FluxBuddha: A Time-Based Performance Art Concert

FluxBuddha: A Time-Based Performance Art Concert

FluxBuddha: A Time-Based Performance Art Concert

Held at The Rubin Museum of Art on April 21st, 2018.

Our everyday relationship with time became a subject of artistic investigation with the emergence of the Fluxus art movement in the 1960s and 1970s. Fluxus evolved to encompass an international and interdisciplinary group of artists, including Yoko Ono, Joseph Beuys, and Nam June Paik, who created time-based artworks. The movement’s deep connection to the American Zen Buddhist movement was facilitated by influential figures like John Cage, who believed one should embark on an artwork without a preconceived notion of its outcome. One might argue these Fluxus concepts are also found within the Tibetan Buddhist rituals of sand mandala and butter sculpture, which, through their creation, disrupt the same tendency to cling to time and identity. The impermanence and non-attachment that these activities promote make their creation and destruction equally important.
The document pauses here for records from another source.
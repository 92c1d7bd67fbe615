// src/io/sweep.rs

//! Monte Carlo "what if" runs: perturb demand and lead time, replay a session
//! headlessly for each draw, and summarize how the score holds up.

use crate::model::state::SimulationState;
use crate::simulation::config::{SimulationConfig, SimulationParams, SweepConfig};
use crate::simulation::engine::tick;
use rand::rngs::StdRng;
use rand::{Rng, SeedableRng};
use rand_distr::{Distribution, Normal, NormalError};
use serde::Serialize;
use thiserror::Error;
use tracing::info;

#[derive(Debug, Error)]
pub enum SweepError {
    #[error("invalid demand distribution: {0}")]
    Distribution(#[from] NormalError),
}

/// Outcome of one perturbed run.
#[derive(Debug, Clone, PartialEq, Serialize)]
pub struct SweepRecord {
    pub run: usize,
    pub market_demand: f64,
    pub lead_time: f64,
    pub final_score: i64,
    pub final_backlog: f64,
    pub trucks_arrived: u64,
    pub delivered: f64,
    pub shutdown_ticks: u64,
}

#[derive(Debug, Clone, PartialEq, Serialize)]
pub struct SweepSummary {
    pub runs: usize,
    pub mean_score: f64,
    pub std_dev_score: f64,
    pub min_score: i64,
    pub max_score: i64,
    pub percentile_10: i64,
    pub percentile_50: i64,
    pub percentile_90: i64,
}

/// Draws `runs` parameter sets around `base`. Demand follows a normal
/// distribution clamped at zero; lead time is uniform within the spread.
pub fn sample_params(
    base: &SimulationParams,
    sweep: &SweepConfig,
    rng: &mut impl Rng,
) -> Result<Vec<SimulationParams>, SweepError> {
    let demand = Normal::new(base.market_demand, sweep.demand_std_dev.max(0.0))?;
    let spread = sweep.lead_time_spread.clamp(0.0, 1.0);
    let lead_low = base.lead_time * (1.0 - spread);
    let lead_high = base.lead_time * (1.0 + spread);

    let mut draws = Vec::with_capacity(sweep.runs);
    for _ in 0..sweep.runs {
        let market_demand = demand.sample(rng).round().max(0.0);
        let lead_time = if lead_high > lead_low {
            rng.gen_range(lead_low..=lead_high)
        } else {
            base.lead_time
        };
        draws.push(SimulationParams {
            market_demand,
            lead_time,
            ..base.clone()
        });
    }
    Ok(draws)
}

/// Runs one fresh session for `ticks` intervals without persistence.
pub fn run_headless(
    params: &SimulationParams,
    config: &SimulationConfig,
    ticks: usize,
) -> (SimulationState, u64) {
    let dt = config.time_units_per_step(params.speed_unit);
    let mut state = SimulationState::initial(params);
    let mut shutdown_ticks = 0;
    for _ in 0..ticks {
        state = tick(state, params, dt);
        if state.production_shutdown {
            shutdown_ticks += 1;
        }
    }
    (state, shutdown_ticks)
}

pub fn run_sweep(
    base: &SimulationParams,
    config: &SimulationConfig,
) -> Result<Vec<SweepRecord>, SweepError> {
    let sweep = &config.sweep;
    let mut rng = StdRng::seed_from_u64(sweep.seed);
    let draws = sample_params(&base.sanitized(), sweep, &mut rng)?;

    let records: Vec<SweepRecord> = draws
        .iter()
        .enumerate()
        .map(|(run, params)| {
            let (state, shutdown_ticks) = run_headless(params, config, sweep.ticks_per_run);
            SweepRecord {
                run,
                market_demand: params.market_demand,
                lead_time: params.lead_time,
                final_score: state.score,
                final_backlog: state.backlog,
                trucks_arrived: state.ledger.trucks_arrived,
                delivered: state.ledger.delivered,
                shutdown_ticks,
            }
        })
        .collect();

    info!(runs = records.len(), seed = sweep.seed, "sweep finished");
    Ok(records)
}

pub fn summarize(records: &[SweepRecord]) -> Option<SweepSummary> {
    if records.is_empty() {
        return None;
    }
    let mut scores: Vec<i64> = records.iter().map(|r| r.final_score).collect();
    scores.sort_unstable();

    let n = scores.len() as f64;
    let mean = scores.iter().map(|&s| s as f64).sum::<f64>() / n;
    let variance = scores.iter().map(|&s| (s as f64 - mean).powi(2)).sum::<f64>() / n;

    let percentile = |p: f64| {
        let index = ((p / 100.0) * (n - 1.0)).round() as usize;
        scores[index.min(scores.len() - 1)]
    };

    Some(SweepSummary {
        runs: scores.len(),
        mean_score: mean,
        std_dev_score: variance.sqrt(),
        min_score: scores[0],
        max_score: scores[scores.len() - 1],
        percentile_10: percentile(10.0),
        percentile_50: percentile(50.0),
        percentile_90: percentile(90.0),
    })
}
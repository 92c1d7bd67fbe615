// src/simulation/config.rs

use serde::Deserialize;
use serde_json::Value;
use std::fs;
use std::io;
use std::path::{Path, PathBuf};
use thiserror::Error;

/// One in-game day per simulation time unit.
pub const SIM_TIME_UNITS_PER_DAY: f64 = 1.0;

#[derive(Debug, Clone, Copy, PartialEq, Eq, Default)]
pub enum Scenario {
    #[default]
    Accurate,
    Biased,
}

impl Scenario {
    /// Unknown labels fall back to the accurate scenario.
    pub fn from_label(label: &str) -> Self {
        match label.trim().to_ascii_lowercase().as_str() {
            "biased forecast" | "biased" => Scenario::Biased,
            _ => Scenario::Accurate,
        }
    }

    pub fn is_biased(self) -> bool {
        matches!(self, Scenario::Biased)
    }

    /// Forecast error applied to the planned production rate.
    pub fn production_bias(self) -> f64 {
        match self {
            Scenario::Accurate => 1.0,
            Scenario::Biased => 1.2,
        }
    }

    /// Forecast error applied to market demand.
    pub fn demand_bias(self) -> f64 {
        match self {
            Scenario::Accurate => 1.0,
            Scenario::Biased => 1.3,
        }
    }
}

#[derive(Debug, Clone, Copy, PartialEq, Eq, Default)]
pub enum SpeedUnit {
    #[default]
    Minute,
    TenSeconds,
    Second,
}

impl SpeedUnit {
    pub fn from_label(label: &str) -> Self {
        match label.trim() {
            "10-second" => SpeedUnit::TenSeconds,
            "second" => SpeedUnit::Second,
            _ => SpeedUnit::Minute,
        }
    }

    pub fn factor(self) -> f64 {
        match self {
            SpeedUnit::Minute => 1.0,
            SpeedUnit::TenSeconds => 6.0,
            SpeedUnit::Second => 60.0,
        }
    }
}

/// The host-controlled knobs of a session.
#[derive(Debug, Clone, PartialEq)]
pub struct SimulationParams {
    /// Supplier lead time in days.
    pub lead_time: f64,
    /// Minimum order quantity per truck.
    pub moq: f64,
    /// Nominal production requirement (units/day). Production itself follows the plan.
    pub production_rate: f64,
    /// Market demand (units/day).
    pub market_demand: f64,
    /// Raw-material safety stock, shared by factory and warehouse.
    pub safety_stock: f64,
    pub fg_safety_stock: f64,
    pub initial_fg_stock: f64,
    /// Shuttle batch size.
    pub factory_batch: f64,
    pub scenario: Scenario,
    pub speed_unit: SpeedUnit,
}

impl Default for SimulationParams {
    fn default() -> Self {
        Self {
            lead_time: 6.0,
            moq: 160.0,
            production_rate: 200.0,
            market_demand: 180.0,
            safety_stock: 180.0,
            fg_safety_stock: 160.0,
            initial_fg_stock: 200.0,
            factory_batch: 40.0,
            scenario: Scenario::Accurate,
            speed_unit: SpeedUnit::Minute,
        }
    }
}

impl SimulationParams {
    /// Builds params from loosely typed JSON. Missing or malformed numbers take
    /// the default, negative ones are floored at zero.
    pub fn from_value(value: &Value) -> Self {
        let defaults = Self::default();
        let field = |key: &str, fallback: f64| safe_number(value.get(key), fallback).max(0.0);
        let scenario = value
            .get("scenario")
            .and_then(Value::as_str)
            .map(Scenario::from_label)
            .unwrap_or(defaults.scenario);
        let speed_unit = value
            .get("speed_unit")
            .and_then(Value::as_str)
            .map(SpeedUnit::from_label)
            .unwrap_or(defaults.speed_unit);

        Self {
            lead_time: field("lead_time", defaults.lead_time),
            moq: field("moq", defaults.moq),
            production_rate: field("production_rate", defaults.production_rate),
            market_demand: field("market_demand", defaults.market_demand),
            safety_stock: field("safety_stock", defaults.safety_stock),
            fg_safety_stock: field("fg_safety_stock", defaults.fg_safety_stock),
            initial_fg_stock: field("initial_fg_stock", defaults.initial_fg_stock),
            factory_batch: field("factory_batch", defaults.factory_batch),
            scenario,
            speed_unit,
        }
    }

    /// Re-applies the floors to params built in code.
    pub fn sanitized(&self) -> Self {
        let clean = |v: f64, fallback: f64| if v.is_finite() { v.max(0.0) } else { fallback };
        let defaults = Self::default();
        Self {
            lead_time: clean(self.lead_time, defaults.lead_time),
            moq: clean(self.moq, defaults.moq),
            production_rate: clean(self.production_rate, defaults.production_rate),
            market_demand: clean(self.market_demand, defaults.market_demand),
            safety_stock: clean(self.safety_stock, defaults.safety_stock),
            fg_safety_stock: clean(self.fg_safety_stock, defaults.fg_safety_stock),
            initial_fg_stock: clean(self.initial_fg_stock, defaults.initial_fg_stock),
            factory_batch: clean(self.factory_batch, defaults.factory_batch),
            scenario: self.scenario,
            speed_unit: self.speed_unit,
        }
    }

    /// Units the worker shuttle carries per trip. Never below one.
    pub fn worker_capacity(&self) -> f64 {
        self.factory_batch.max(1.0)
    }

    /// High-water mark for finished goods before the display flags overstock.
    pub fn fg_high_stock_threshold(&self) -> f64 {
        (self.fg_safety_stock * 2.0).max(self.initial_fg_stock + self.market_demand.max(0.0) * 2.0)
    }
}

/// Reads a JSON number (or numeric string) as a finite f64.
pub fn safe_number(value: Option<&Value>, fallback: f64) -> f64 {
    let parsed = match value {
        Some(Value::Number(n)) => n.as_f64(),
        Some(Value::String(s)) => s.trim().parse::<f64>().ok(),
        _ => None,
    };
    match parsed {
        Some(num) if num.is_finite() => num,
        _ => fallback,
    }
}

#[derive(Debug, Clone, PartialEq, Deserialize)]
#[serde(default)]
pub struct SweepConfig {
    pub runs: usize,
    pub ticks_per_run: usize,
    pub seed: u64,
    /// Standard deviation of sampled daily demand.
    pub demand_std_dev: f64,
    /// Lead time is drawn uniformly from `lead_time * (1 ± lead_time_spread)`.
    pub lead_time_spread: f64,
    pub output_path: Option<PathBuf>,
}

impl Default for SweepConfig {
    fn default() -> Self {
        Self {
            runs: 0,
            ticks_per_run: 2_000,
            seed: 7,
            demand_std_dev: 30.0,
            lead_time_spread: 0.25,
            output_path: None,
        }
    }
}

#[derive(Debug, Clone, PartialEq, Deserialize)]
#[serde(default)]
pub struct SimulationConfig {
    /// Wall-clock length of one ticker interval.
    pub base_interval_ms: u64,
    pub max_ticks: usize,
    /// Sleep between intervals instead of running as fast as possible.
    pub realtime: bool,
    pub start_running: bool,
    pub reset_token: u64,
    pub history_path: Option<PathBuf>,
    pub snapshot_path: Option<PathBuf>,
    /// Log a progress line every this many ticks (0 disables).
    pub log_every: usize,
    pub sweep: SweepConfig,
}

impl Default for SimulationConfig {
    fn default() -> Self {
        Self {
            base_interval_ms: 120,
            max_ticks: 5_000,
            realtime: false,
            start_running: true,
            reset_token: 0,
            history_path: Some(PathBuf::from("simulation_results.csv")),
            snapshot_path: None,
            log_every: 500,
            sweep: SweepConfig::default(),
        }
    }
}

impl SimulationConfig {
    /// Simulated days covered by one interval at the given speed.
    pub fn time_units_per_step(&self, speed: SpeedUnit) -> f64 {
        time_units_per_step(self.base_interval_ms, speed)
    }
}

/// Simulated days covered by one interval of `base_interval_ms` at `speed`.
pub fn time_units_per_step(base_interval_ms: u64, speed: SpeedUnit) -> f64 {
    (base_interval_ms as f64 / 60_000.0) * speed.factor()
}

/// On-disk layout of a run configuration.
#[derive(Debug, Clone, Default, PartialEq)]
pub struct ConfigFile {
    pub params: SimulationParams,
    pub config: SimulationConfig,
}

impl ConfigFile {
    pub fn from_json_str(json: &str) -> Result<Self, ConfigError> {
        let root: Value = serde_json::from_str(json)?;
        if !root.is_object() {
            return Err(ConfigError::NotAnObject);
        }
        let params = root
            .get("params")
            .map(SimulationParams::from_value)
            .unwrap_or_default();
        let config = match root.get("config") {
            Some(section) => serde_json::from_value(section.clone())?,
            None => SimulationConfig::default(),
        };
        Ok(Self { params, config })
    }

    pub fn from_file(path: &Path) -> Result<Self, ConfigError> {
        let contents = fs::read_to_string(path).map_err(|source| ConfigError::Read {
            path: path.to_path_buf(),
            source,
        })?;
        Self::from_json_str(&contents)
    }
}

#[derive(Debug, Error)]
pub enum ConfigError {
    #[error("failed to parse simulation config: {0}")]
    Parse(#[from] serde_json::Error),
    #[error("failed to read simulation config from {path:?}: {source}")]
    Read {
        path: PathBuf,
        #[source]
        source: io::Error,
    },
    #[error("simulation config must be a JSON object")]
    NotAnObject,
}

#[cfg(test)]
mod tests {
    use super::*;
    use serde_json::json;

    #[test]
    fn malformed_numbers_fall_back_to_defaults() {
        let params = SimulationParams::from_value(&json!({
            "lead_time": "abc",
            "moq": -20,
            "market_demand": "250",
            "factory_batch": null
        }));
        assert_eq!(params.lead_time, 6.0);
        assert_eq!(params.moq, 0.0);
        assert_eq!(params.market_demand, 250.0);
        assert_eq!(params.factory_batch, 40.0);
    }

    #[test]
    fn labels_map_to_enums() {
        let params = SimulationParams::from_value(&json!({
            "scenario": "Biased forecast",
            "speed_unit": "10-second"
        }));
        assert_eq!(params.scenario, Scenario::Biased);
        assert_eq!(params.speed_unit, SpeedUnit::TenSeconds);

        assert_eq!(Scenario::from_label("nonsense"), Scenario::Accurate);
        assert_eq!(SpeedUnit::from_label("hour"), SpeedUnit::Minute);
    }

    #[test]
    fn worker_capacity_has_a_floor() {
        let params = SimulationParams {
            factory_batch: 0.0,
            ..SimulationParams::default()
        };
        assert_eq!(params.worker_capacity(), 1.0);
    }

    #[test]
    fn time_scale_follows_speed() {
        let config = SimulationConfig::default();
        assert!((config.time_units_per_step(SpeedUnit::Minute) - 0.002).abs() < 1e-12);
        assert!((config.time_units_per_step(SpeedUnit::Second) - 0.12).abs() < 1e-12);
    }

    #[test]
    fn config_file_reads_both_sections() {
        let file = ConfigFile::from_json_str(
            r#"{
                "params": { "lead_time": 3.5, "scenario": "Biased forecast" },
                "config": { "max_ticks": 42, "history_path": null }
            }"#,
        )
        .unwrap();
        assert_eq!(file.params.lead_time, 3.5);
        assert!(file.params.scenario.is_biased());
        assert_eq!(file.config.max_ticks, 42);
        assert_eq!(file.config.history_path, None);
        assert_eq!(file.config.base_interval_ms, 120);
    }

    #[test]
    fn config_file_params_are_read_leniently() {
        let file = ConfigFile::from_json_str(
            r#"{ "params": { "moq": "300", "safety_stock": null, "speed_unit": 7 } }"#,
        )
        .unwrap();
        assert_eq!(file.params.moq, 300.0);
        assert_eq!(file.params.safety_stock, 180.0);
        assert_eq!(file.params.speed_unit, SpeedUnit::Minute);
    }

    #[test]
    fn config_file_rejects_non_objects() {
        assert!(matches!(
            ConfigFile::from_json_str("[1, 2]"),
            Err(ConfigError::NotAnObject)
        ));
        assert!(matches!(
            ConfigFile::from_json_str("{ not json"),
            Err(ConfigError::Parse(_))
        ));
    }
}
Conceived by professor and “Flux-Happener” Doc Kelley, FluxBuddha is an interdisciplinary performance art concert in eight parts. With experimental neuroscience interactions by Future Fellow David Eagleman, FluxBuddha was performed at the Rubin Museum in 2018.

Through live performance, notions of time and identity will be disrupted. Instructions are simple: Open mind gently. Avoid familiar thought patterns.